> **Records for processing**:
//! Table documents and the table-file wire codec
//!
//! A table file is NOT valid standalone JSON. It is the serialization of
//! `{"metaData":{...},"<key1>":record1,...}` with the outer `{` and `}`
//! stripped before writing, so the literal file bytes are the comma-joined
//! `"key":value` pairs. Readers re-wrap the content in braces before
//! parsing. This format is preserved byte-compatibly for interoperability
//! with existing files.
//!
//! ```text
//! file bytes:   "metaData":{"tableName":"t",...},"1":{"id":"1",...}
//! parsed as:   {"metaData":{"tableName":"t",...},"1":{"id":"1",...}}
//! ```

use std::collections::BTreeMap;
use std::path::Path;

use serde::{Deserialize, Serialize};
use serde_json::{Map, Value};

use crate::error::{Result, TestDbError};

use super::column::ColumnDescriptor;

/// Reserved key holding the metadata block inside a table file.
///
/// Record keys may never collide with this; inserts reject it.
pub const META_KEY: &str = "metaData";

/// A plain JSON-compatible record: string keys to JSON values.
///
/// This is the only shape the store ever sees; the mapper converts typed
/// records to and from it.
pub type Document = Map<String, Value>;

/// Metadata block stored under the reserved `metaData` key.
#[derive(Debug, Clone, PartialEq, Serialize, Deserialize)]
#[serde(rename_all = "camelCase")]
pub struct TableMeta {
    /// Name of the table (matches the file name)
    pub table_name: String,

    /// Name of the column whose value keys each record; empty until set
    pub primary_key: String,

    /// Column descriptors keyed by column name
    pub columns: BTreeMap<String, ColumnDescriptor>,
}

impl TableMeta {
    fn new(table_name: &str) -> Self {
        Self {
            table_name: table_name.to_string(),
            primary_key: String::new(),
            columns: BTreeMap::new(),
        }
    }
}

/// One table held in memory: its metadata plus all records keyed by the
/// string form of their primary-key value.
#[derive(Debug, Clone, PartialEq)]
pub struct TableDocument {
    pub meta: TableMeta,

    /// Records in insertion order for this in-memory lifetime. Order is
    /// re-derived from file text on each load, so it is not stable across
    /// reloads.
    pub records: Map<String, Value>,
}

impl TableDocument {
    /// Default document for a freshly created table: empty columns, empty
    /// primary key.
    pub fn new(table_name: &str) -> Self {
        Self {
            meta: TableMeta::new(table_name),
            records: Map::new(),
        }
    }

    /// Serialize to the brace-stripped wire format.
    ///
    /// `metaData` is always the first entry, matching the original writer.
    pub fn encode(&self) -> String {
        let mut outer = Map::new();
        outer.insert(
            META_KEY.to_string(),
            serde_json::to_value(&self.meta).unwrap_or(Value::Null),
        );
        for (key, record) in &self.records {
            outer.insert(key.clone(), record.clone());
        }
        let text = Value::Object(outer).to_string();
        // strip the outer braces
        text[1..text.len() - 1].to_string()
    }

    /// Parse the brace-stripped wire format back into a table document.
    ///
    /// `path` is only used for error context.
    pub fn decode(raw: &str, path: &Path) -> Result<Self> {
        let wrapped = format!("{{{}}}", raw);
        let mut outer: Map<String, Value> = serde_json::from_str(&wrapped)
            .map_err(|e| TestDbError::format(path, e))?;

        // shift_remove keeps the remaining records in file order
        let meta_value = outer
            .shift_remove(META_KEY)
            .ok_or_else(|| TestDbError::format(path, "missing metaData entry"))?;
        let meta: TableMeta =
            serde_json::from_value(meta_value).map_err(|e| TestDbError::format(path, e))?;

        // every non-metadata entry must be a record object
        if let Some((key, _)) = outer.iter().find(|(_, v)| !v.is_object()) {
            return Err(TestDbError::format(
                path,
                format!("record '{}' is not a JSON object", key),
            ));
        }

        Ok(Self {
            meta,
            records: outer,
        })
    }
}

> **What the exercise asks**:
A complete, exact repeat of the records is the required answer.

> **Exercise solution**:
//! Table documents and the table-file wire codec
//!
//! A table file is NOT valid standalone JSON. It is the serialization of
//! `{"metaData":{...},"<key1>":record1,...}` with the outer `{` and `}`
//! stripped before writing, so the literal file bytes are the comma-joined
//! `"key":value` pairs. Readers re-wrap the content in braces before
//! parsing. This format is preserved byte-compatibly for interoperability
//! with existing files.
//!
//! ```text
//! file bytes:   "metaData":{"tableName":"t",...},"1":{"id":"1",...}
//! parsed as:   {"metaData":{"tableName":"t",...},"1":{"id":"1",...}}
//! ```

use std::collections::BTreeMap;
use std::path::Path;

use serde::{Deserialize, Serialize};
use serde_json::{Map, Value};

use crate::error::{Result, TestDbError};

use super::column::ColumnDescriptor;

/// Reserved key holding the metadata block inside a table file.
///
/// Record keys may never collide with this; inserts reject it.
pub const META_KEY: &str = "metaData";

/// A plain JSON-compatible record: string keys to JSON values.
///
/// This is the only shape the store ever sees; the mapper converts typed
/// records to and from it.
pub type Document = Map<String, Value>;

/// Metadata block stored under the reserved `metaData` key.
#[derive(Debug, Clone, PartialEq, Serialize, Deserialize)]
#[serde(rename_all = "camelCase")]
pub struct TableMeta {
    /// Name of the table (matches the file name)
    pub table_name: String,

    /// Name of the column whose value keys each record; empty until set
    pub primary_key: String,

    /// Column descriptors keyed by column name
    pub columns: BTreeMap<String, ColumnDescriptor>,
}

impl TableMeta {
    fn new(table_name: &str) -> Self {
        Self {
            table_name: table_name.to_string(),
            primary_key: String::new(),
            columns: BTreeMap::new(),
        }
    }
}

/// One table held in memory: its metadata plus all records keyed by the
/// string form of their primary-key value.
#[derive(Debug, Clone, PartialEq)]
pub struct TableDocument {
    pub meta: TableMeta,

    /// Records in insertion order for this in-memory lifetime. Order is
    /// re-derived from file text on each load, so it is not stable across
    /// reloads.
    pub records: Map<String, Value>,
}

impl TableDocument {
    /// Default document for a freshly created table: empty columns, empty
    /// primary key.
    pub fn new(table_name: &str) -> Self {
        Self {
            meta: TableMeta::new(table_name),
            records: Map::new(),
        }
    }

    /// Serialize to the brace-stripped wire format.
    ///
    /// `metaData` is always the first entry, matching the original writer.
    pub fn encode(&self) -> String {
        let mut outer = Map::new();
        outer.insert(
            META_KEY.to_string(),
            serde_json::to_value(&self.meta).unwrap_or(Value::Null),
        );
        for (key, record) in &self.records {
            outer.insert(key.clone(), record.clone());
        }
        let text = Value::Object(outer).to_string();
        // strip the outer braces
        text[1..text.len() - 1].to_string()
    }

    /// Parse the brace-stripped wire format back into a table document.
    ///
    /// `path` is only used for error context.
    pub fn decode(raw: &str, path: &Path) -> Result<Self> {
        let wrapped = format!("{{{}}}", raw);
        let mut outer: Map<String, Value> = serde_json::from_str(&wrapped)
            .map_err(|e| TestDbError::format(path, e))?;

        // shift_remove keeps the remaining records in file order
        let meta_value = outer
            .shift_remove(META_KEY)
            .ok_or_else(|| TestDbError::format(path, "missing metaData entry"))?;
        let meta: TableMeta =
            serde_json::from_value(meta_value).map_err(|e| TestDbError::format(path, e))?;

        // every non-metadata entry must be a record object
        if let Some((key, _)) = outer.iter().find(|(_, v)| !v.is_object()) {
            return Err(TestDbError::format(
                path,
                format!("record '{}' is not a JSON object", key),
            ));
        }

        Ok(Self {
            meta,
            records: outer,
        })
    }
}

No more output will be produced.